Projects

In partnership with government agencies and public interest groups, we work on projects spanning the spectrum of data collection, data analysis, and tool building. Below we describe some of work we’re doing at the intersection of data science and public policy.

Stanford Open Policing Project
In a large-scale analysis of nearly 100 million traffic stop records, we found that Black drivers across the country were less likely to be stopped after sunset, when a "veil of darkness" masked their race. In addition, we demonstrated that Black and Hispanic drivers were routinely searched on the basis of less evidence when compared to white drivers. Finally, we observed that marijuana legalization in Colorado and Washington state reduced searches of stopped drivers — but the bar for searching Black and Hispanic drivers in these states after legalization was still lower than for white drivers.

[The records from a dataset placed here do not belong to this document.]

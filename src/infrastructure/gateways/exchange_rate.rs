use std::collections::HashMap;
use std::time::Duration;

use anyhow::{Result, bail};
use async_trait::async_trait;
use rust_decimal::Decimal;
use serde::Deserialize;

use crate::{
    application::usecases::currency::ExchangeRateSource, config::config_model::ExchangeRate,
};

/// Client for the free exchange-rate API the original integration used
/// (`GET /v4/latest/{base}`). Failures bubble up as plain errors; the
/// converter decides what to do with them.
pub struct ExchangeRateHttpClient {
    http: reqwest::Client,
    api_base: String,
}

#[derive(Debug, Deserialize)]
struct RatesResponse {
    rates: HashMap<String, Decimal>,
}

impl ExchangeRateHttpClient {
    pub fn new(config: ExchangeRate, timeout: Duration) -> Result<Self> {
        let http = reqwest::Client::builder().timeout(timeout).build()?;
        Ok(Self {
            http,
            api_base: config.api_base,
        })
    }
}

#[async_trait]
impl ExchangeRateSource for ExchangeRateHttpClient {
    async fn latest_rates(&self, base: &str) -> Result<HashMap<String, Decimal>> {
        let resp = self
            .http
            .get(format!("{}/v4/latest/{}", self.api_base, base))
            .send()
            .await?;

        if !resp.status().is_success() {
            bail!("rate lookup returned status {}", resp.status());
        }

        let parsed: RatesResponse = resp.json().await?;
        Ok(parsed.rates)
    }
}
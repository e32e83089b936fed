use std::time::Duration;

use anyhow::{Result, anyhow};
use async_trait::async_trait;
use reqwest::header::AUTHORIZATION;
use rust_decimal::Decimal;
use serde::Deserialize;
use tracing::error;

use crate::{
    application::usecases::payments::{GatewayError, PaypalGateway},
    config::config_model::Paypal,
    domain::value_objects::payments::{PaypalCapture, PaypalOrder},
};

/// Minimal PayPal Orders API client built on reqwest. A fresh
/// client-credentials token is obtained before every privileged call; no
/// token is cached between requests.
pub struct PaypalClient {
    http: reqwest::Client,
    config: Paypal,
}

#[derive(Debug, Deserialize)]
struct TokenResponse {
    access_token: String,
}

#[derive(Debug, Deserialize)]
struct OrderResponse {
    id: String,
    #[serde(default)]
    links: Vec<OrderLink>,
}

#[derive(Debug, Deserialize)]
struct OrderLink {
    rel: String,
    href: String,
}

#[derive(Debug, Deserialize)]
struct CaptureResponse {
    status: Option<String>,
    payer: Option<CapturePayer>,
}

#[derive(Debug, Deserialize)]
struct CapturePayer {
    email_address: Option<String>,
    payer_id: Option<String>,
}

impl PaypalClient {
    pub fn new(config: Paypal, timeout: Duration) -> Result<Self> {
        let http = reqwest::Client::builder().timeout(timeout).build()?;
        Ok(Self { http, config })
    }

    /// Client-credentials exchange. A failure here is a generic gateway
    /// failure, not a provider rejection to forward.
    async fn access_token(&self) -> Result<String, GatewayError> {
        let resp = self
            .http
            .post(format!("{}/v1/oauth2/token", self.config.api_base))
            .basic_auth(&self.config.client_id, Some(&self.config.secret))
            .form(&[("grant_type", "client_credentials")])
            .send()
            .await
            .map_err(|err| transport(err, "paypal token request failed"))?;

        if !resp.status().is_success() {
            let status = resp.status();
            error!(status = %status, "paypal token endpoint rejected the credentials");
            return Err(GatewayError::Transport(anyhow!(
                "paypal token endpoint returned status {status}"
            )));
        }

        let parsed: TokenResponse = resp
            .json()
            .await
            .map_err(|err| transport(err, "paypal token response was unreadable"))?;
        Ok(parsed.access_token)
    }
}

#[async_trait]
impl PaypalGateway for PaypalClient {
    async fn create_order(
        &self,
        amount: Decimal,
        currency: &str,
        description: &str,
    ) -> Result<PaypalOrder, GatewayError> {
        let token = self.access_token().await?;

        // https://developer.paypal.com/docs/api/orders/v2/#orders_create
        let payload = serde_json::json!({
            "intent": "CAPTURE",
            "purchase_units": [{
                "amount": {
                    "currency_code": currency,
                    "value": amount.to_string(),
                },
                "description": description,
            }],
            "application_context": {
                "return_url": self.config.return_url,
                "cancel_url": self.config.cancel_url,
            },
        });

        let resp = self
            .http
            .post(format!("{}/v2/checkout/orders", self.config.api_base))
            .header(AUTHORIZATION, format!("Bearer {token}"))
            .json(&payload)
            .send()
            .await
            .map_err(|err| transport(err, "paypal create order request failed"))?;

        if !resp.status().is_success() {
            return Err(provider_error(resp, "create order").await);
        }

        let parsed: OrderResponse = resp
            .json()
            .await
            .map_err(|err| transport(err, "paypal create order response was unreadable"))?;

        let approval_url = parsed
            .links
            .into_iter()
            .find(|link| link.rel == "approve")
            .map(|link| link.href);

        Ok(PaypalOrder {
            order_id: parsed.id,
            approval_url,
        })
    }

    async fn capture_order(&self, order_id: &str) -> Result<PaypalCapture, GatewayError> {
        let token = self.access_token().await?;

        // https://developer.paypal.com/docs/api/orders/v2/#orders_capture
        let resp = self
            .http
            .post(format!(
                "{}/v2/checkout/orders/{}/capture",
                self.config.api_base, order_id
            ))
            .header(AUTHORIZATION, format!("Bearer {token}"))
            .json(&serde_json::json!({}))
            .send()
            .await
            .map_err(|err| transport(err, "paypal capture request failed"))?;

        if !resp.status().is_success() {
            return Err(provider_error(resp, "capture order").await);
        }

        let parsed: CaptureResponse = resp
            .json()
            .await
            .map_err(|err| transport(err, "paypal capture response was unreadable"))?;

        let payer = parsed.payer.unwrap_or(CapturePayer {
            email_address: None,
            payer_id: None,
        });

        Ok(PaypalCapture {
            payer_email: payer.email_address,
            payer_id: payer.payer_id,
            provider_status: parsed.status,
        })
    }
}

fn transport(err: reqwest::Error, context: &'static str) -> GatewayError {
    GatewayError::Transport(anyhow::Error::new(err).context(context))
}

/// Turns a non-success provider response into a `GatewayError::Provider`
/// preserving the status and body for verbatim passthrough to the caller.
async fn provider_error(resp: reqwest::Response, context: &str) -> GatewayError {
    let status = resp.status().as_u16();
    let body = match resp.text().await {
        Ok(text) if !text.is_empty() => serde_json::from_str(&text)
            .unwrap_or_else(|_| serde_json::Value::String(text)),
        Ok(_) => serde_json::Value::Null,
        Err(err) => serde_json::Value::String(format!("<failed to read response body: {err}>")),
    };

    error!(
        status,
        response_body = %body,
        context,
        "paypal api request failed"
    );

    GatewayError::Provider { status, body }
}
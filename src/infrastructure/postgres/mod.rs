pub mod postgres_connection;
pub mod repositories;
pub mod schema;
pub mod enums;
pub mod payments;
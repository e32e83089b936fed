use anyhow::Result;
use diesel::{
    Connection, PgConnection,
    connection::CacheSize,
    r2d2::{ConnectionManager, CustomizeConnection, Error as R2d2Error, Pool},
};

// PgBouncer in transaction mode breaks server-side prepared statements, so
// the cache is disabled on every acquired connection.
#[derive(Debug, Default)]
struct DisablePreparedStatements;

impl CustomizeConnection<PgConnection, R2d2Error> for DisablePreparedStatements {
    fn on_acquire(&self, conn: &mut PgConnection) -> std::result::Result<(), R2d2Error> {
        conn.set_prepared_statement_cache_size(CacheSize::Disabled);
        Ok(())
    }
}

pub type PgPoolSquad = Pool<ConnectionManager<PgConnection>>;

pub fn establish_connection(database_url: &str) -> Result<PgPoolSquad> {
    let manager = ConnectionManager::<PgConnection>::new(database_url);
    let pool = Pool::builder()
        .connection_customizer(Box::new(DisablePreparedStatements))
        .build(manager)?;
    Ok(pool)
}
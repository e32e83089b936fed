use anyhow::Result;
use async_trait::async_trait;
use mockall::automock;

use crate::domain::entities::payments::{InsertPaymentEntity, PaymentEntity};

#[async_trait]
#[automock]
pub trait PaymentRepository {
    /// Inserts a new payment record. Returns `None` when a record with the
    /// same `external_id` already exists; the store never produces two rows
    /// for one provider transaction.
    async fn insert(&self, payment: InsertPaymentEntity) -> Result<Option<PaymentEntity>>;

    async fn find_by_external_id(&self, external_id: &str) -> Result<Option<PaymentEntity>>;

    /// Conditionally transitions the record to COMPLETED and stores the payer
    /// details, but only while the current status is PENDING. Returns the
    /// updated row when the transition happened, `None` otherwise. Concurrent
    /// callers racing on the same `external_id` see at most one `Some`.
    async fn complete_if_pending(
        &self,
        external_id: &str,
        payer_email: Option<String>,
        payer_id: Option<String>,
    ) -> Result<Option<PaymentEntity>>;
}
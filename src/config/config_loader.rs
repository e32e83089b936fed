use anyhow::{Ok, Result};

use super::config_model::DotEnvyConfig;

pub fn load() -> Result<DotEnvyConfig> {
    dotenvy::dotenv().ok();

    let server = super::config_model::Server {
        port: std::env::var("SERVER_PORT")
            .expect("SERVER_PORT is invalid")
            .parse()?,
        body_limit: std::env::var("SERVER_BODY_LIMIT")
            .expect("SERVER_BODY_LIMIT is invalid")
            .parse()?,
        timeout: std::env::var("SERVER_TIMEOUT")
            .expect("SERVER_TIMEOUT is invalid")
            .parse()?,
    };

    let database = super::config_model::Database {
        url: std::env::var("DATABASE_URL").expect("DATABASE_URL is invalid"),
    };

    let paypal = super::config_model::Paypal {
        api_base: std::env::var("PAYPAL_API_BASE")
            .unwrap_or_else(|_| "https://api-m.sandbox.paypal.com".to_string()),
        client_id: std::env::var("PAYPAL_CLIENT_ID").expect("PAYPAL_CLIENT_ID is invalid"),
        secret: std::env::var("PAYPAL_SECRET").expect("PAYPAL_SECRET is invalid"),
        return_url: std::env::var("PAYPAL_RETURN_URL")
            .unwrap_or_else(|_| "http://localhost:3000/payment-success".to_string()),
        cancel_url: std::env::var("PAYPAL_CANCEL_URL")
            .unwrap_or_else(|_| "http://localhost:3000/payment-cancel".to_string()),
    };

    let stripe = super::config_model::Stripe {
        secret_key: std::env::var("STRIPE_SECRET_KEY").expect("STRIPE_SECRET_KEY is invalid"),
    };

    let exchange_rate = super::config_model::ExchangeRate {
        api_base: std::env::var("EXCHANGE_RATE_API_BASE")
            .unwrap_or_else(|_| "https://api.exchangerate-api.com".to_string()),
    };

    let gateway_http = super::config_model::GatewayHttp {
        timeout: std::env::var("GATEWAY_HTTP_TIMEOUT")
            .unwrap_or_else(|_| "10".to_string())
            .parse()?,
    };

    Ok(DotEnvyConfig {
        server,
        database,
        paypal,
        stripe,
        exchange_rate,
        gateway_http,
    })
}
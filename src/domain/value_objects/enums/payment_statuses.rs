use std::fmt::Display;

use serde::{Deserialize, Serialize};

#[derive(Debug, Clone, Copy, Serialize, Deserialize, PartialEq, Eq)]
pub enum PaymentStatus {
    Pending,
    Completed,
    Failed,
    Cancelled,
}

impl PaymentStatus {
    pub fn as_str(&self) -> &'static str {
        match self {
            PaymentStatus::Pending => "PENDING",
            PaymentStatus::Completed => "COMPLETED",
            PaymentStatus::Failed => "FAILED",
            PaymentStatus::Cancelled => "CANCELLED",
        }
    }
}

impl Display for PaymentStatus {
    fn fmt(&self, f: &mut std::fmt::Formatter<'_>) -> std::fmt::Result {
        f.write_str(self.as_str())
    }
}
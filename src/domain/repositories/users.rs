use anyhow::Result;
use async_trait::async_trait;
use mockall::automock;

use crate::domain::entities::users::UserEntity;

/// Read-only view of the user table. Registration and profile management
/// live in another service; payments only resolve identities.
#[async_trait]
#[automock]
pub trait UserRepository {
    async fn find_by_email(&self, email: &str) -> Result<Option<UserEntity>>;
}
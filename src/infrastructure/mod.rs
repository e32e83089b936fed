pub mod axum_http;
pub mod gateways;
pub mod postgres;
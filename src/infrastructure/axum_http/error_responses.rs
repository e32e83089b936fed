use axum::{
    Json,
    response::{IntoResponse, Response},
};
use serde::Serialize;

use crate::application::usecases::payments::PaymentError;

#[derive(Debug, Serialize)]
pub struct ErrorResponse {
    pub code: u16,
    pub message: String,
}

impl IntoResponse for PaymentError {
    fn into_response(self) -> Response {
        let status = self.status_code();
        match self {
            // The provider's own status and body go back to the caller
            // unchanged; the UI needs the provider's diagnostic.
            PaymentError::Gateway { body, .. } => (status, Json(body)).into_response(),
            PaymentError::Internal(_) => {
                // Don't leak internal error detail to client
                (
                    status,
                    Json(ErrorResponse {
                        code: status.as_u16(),
                        message: "Internal server error".to_string(),
                    }),
                )
                    .into_response()
            }
            other => (
                status,
                Json(ErrorResponse {
                    code: status.as_u16(),
                    message: other.to_string(),
                }),
            )
                .into_response(),
        }
    }
}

Equitable Speech Recognition
Automated speech recognition (ASR) systems, which use sophisticated machine-learning algorithms to convert spoken language to text, have become increasingly widespread, powering popular virtual assistants, facilitating automated closed captioning, and enabling digital dictation platforms for health care. We studied the ability of five state-of-the-art commercial ASR systems to transcribe 20 hours of structured interviews with white and Black speakers. We found that all five of these leading speech recognition tools misunderstood Black speakers twice as often as white speakers.
Blind Charging
Prosecutors have nearly absolute discretion to charge or dismiss criminal cases. There is concern, however, that these high-stakes judgements may suffer from explicit or implicit racial bias, as with many other such actions in the criminal justice system. To reduce potential bias in charging decisions, we designed a new algorithm that automatically redacts race-related information from free-text case narratives.
One Person, One Vote
Prominent officials have alleged that millions of people vote twice in presidential elections, calling into question the bedrock of democratic governance. Past investigations have found no indication of widespread voter fraud, but critics argue that it’s simply hard to detect. In the most comprehensive study of voter fraud to date, we examined over 100 million voting records for the 2012 presidential election. We found that double voting is exceedingly rare. We further found that one popular effort to prevent double voting — the Interstate Crosscheck Program — can in practice burden hundreds of legitimate voters for every double vote prevented.
Pretrial Nudges
To help ensure individuals facing criminal charges are able to appear in court, we built a mobile app and online platform to automatically deliver pretrial nudges for individuals who have upcoming court dates. To do so, we are leveraging modern methods from reinforcement learning to personalize the content of court date reminders, choosing a reminder strategy that is most effective for each recipient. We similarly plan to use data-driven strategies to identify those individuals most likely to benefit from transportation assistance, such as a free ride to court through a rideshare service.
Surveilling Surveillance
Surveillance cameras are everywhere. Governments, businesses and homeowners all use cameras to detect and potentially deter crime. But advances in facial recognition, predictive policing, and hacking make cameras an increasing threat to privacy. Using computer vision, we analyzed over 1 million street-view images to estimate the prevalence and placement of cameras in 16 cities around the world.
Debtors' Prisons
In almost every state, courts can jail those who fail to pay fines, fees, and other court debts—even those resulting from traffic violations or other non-criminal violations. While imprisoning someone for failing to pay a debt remains illegal on paper, these aggressive debt-enforcement tactics have led to the de facto reemergence of debtors’ prisons. Many believe that thousands of people across the country are jailed each year for unpaid fines and fees, but a dearth of data has made it difficult to rigorously assess and curb modern-day debt imprisonment practices.
Sentencing Enhancements
Sentencing enhancements are laws that increase the total incarceration term for a crime based on aspects of how the crime was committed or who committed it. While Three Strikes may be the most well-known enhancement law, there are dozens of such statutes in the California penal code. However, little research has been done on how they affect sentencing and incarceration, even as many suspected that sentencing enhancements contributed considerably to the overcrowding crisis in the California penal system. In partnership with the San Francisco District Attorney, we found that enhancements account for a significant proportion of time served in jail or prison—over one in four years served from felony sentences in San Francisco. Our results show that while enhancements are sentenced in a relatively small proportion of felony cases, they more than double the sentence imposed for the base crime in these cases.
Reducing Incarceration in St. Louis
In recent years, the City of St. Louis has seen a strong popular and political interest in criminal justice reform. However, the lack of quality and timely access to criminal justice data has been an obstacle to crafting intelligent policies to effect such reform. Over the past year, SCPL developed dashboards that describe the city’s current and historical jail population. This tool allows officials in the city’s Corrections Division to find immediate answers to questions that would have previously been difficult. In addition, by making this information public, the city and the public can have a more substantive conversation about corrections in St. Louis, such as closing the older jail facility in the city.
MathBot
Mathbot is a chatbot that teaches concepts, provides practice problems, and offers tailored feedback and explanations. To help personalize the experience, we used reinforcement learning algorithms to tailor the pace and flow of the conversation to the needs of each individual.